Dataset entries
◆ ◆ ◆ ◆ ◆

//! Navigation history
//!
//! Back/forward stack of visited fragments, mirroring browser history
//! semantics: recorded navigations push; replays never do.

use super::Fragment;

#[derive(Debug, Clone, Default)]
pub struct NavHistory {
    entries: Vec<Fragment>,
    /// Index of the current entry, if anything has been recorded
    cursor: Option<usize>,
}

impl NavHistory {
    pub fn new() -> Self {
        Self::default()
    }

    pub fn len(&self) -> usize {
        self.entries.len()
    }

    pub fn is_empty(&self) -> bool {
        self.entries.is_empty()
    }

    pub fn current(&self) -> Option<Fragment> {
        self.cursor.map(|c| self.entries[c])
    }

    /// Record a visited fragment. Any forward entries are discarded, as a
    /// browser would on a fresh navigation.
    pub fn push(&mut self, fragment: Fragment) {
        if let Some(c) = self.cursor {
            self.entries.truncate(c + 1);
        }
        self.entries.push(fragment);
        self.cursor = Some(self.entries.len() - 1);
    }

    /// Step back, returning the entry to replay.
    pub fn back(&mut self) -> Option<Fragment> {
        let c = self.cursor?;
        if c == 0 {
            return None;
        }
        self.cursor = Some(c - 1);
        Some(self.entries[c - 1])
    }

    /// Step forward, returning the entry to replay.
    pub fn forward(&mut self) -> Option<Fragment> {
        let c = self.cursor?;
        if c + 1 >= self.entries.len() {
            return None;
        }
        self.cursor = Some(c + 1);
        Some(self.entries[c + 1])
    }
}

#[cfg(test)]
mod tests {
    use super::*;

    #[test]
    fn test_push_and_back() {
        let mut h = NavHistory::new();
        h.push(Fragment::Stats);
        h.push(Fragment::Map);
        assert_eq!(h.current(), Some(Fragment::Map));
        assert_eq!(h.back(), Some(Fragment::Stats));
        assert_eq!(h.back(), None);
    }

    #[test]
    fn test_forward_after_back() {
        let mut h = NavHistory::new();
        h.push(Fragment::Stats);
        h.push(Fragment::Inventory);
        h.back();
        assert_eq!(h.forward(), Some(Fragment::Inventory));
        assert_eq!(h.forward(), None);
    }

    #[test]
    fn test_push_truncates_forward_entries() {
        let mut h = NavHistory::new();
        h.push(Fragment::Stats);
        h.push(Fragment::Inventory);
        h.back();
        h.push(Fragment::Missions);
        assert_eq!(h.len(), 2);
        assert_eq!(h.forward(), None);
        assert_eq!(h.back(), Some(Fragment::Stats));
    }

    #[test]
    fn test_empty_history() {
        let mut h = NavHistory::new();
        assert!(h.is_empty());
        assert_eq!(h.back(), None);
        assert_eq!(h.forward(), None);
        assert_eq!(h.current(), None);
    }
}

◆ ◆ ◆ ◆ ◆

= What is being asked =
All lines above containing the string "cursor" are to be collected.

= Result of this task =
    cursor: Option<usize>,
        self.cursor.map(|c| self.entries[c])
        if let Some(c) = self.cursor {
        self.cursor = Some(self.entries.len() - 1);
        let c = self.cursor?;
        self.cursor = Some(c - 1);
        let c = self.cursor?;
        self.cursor = Some(c + 1);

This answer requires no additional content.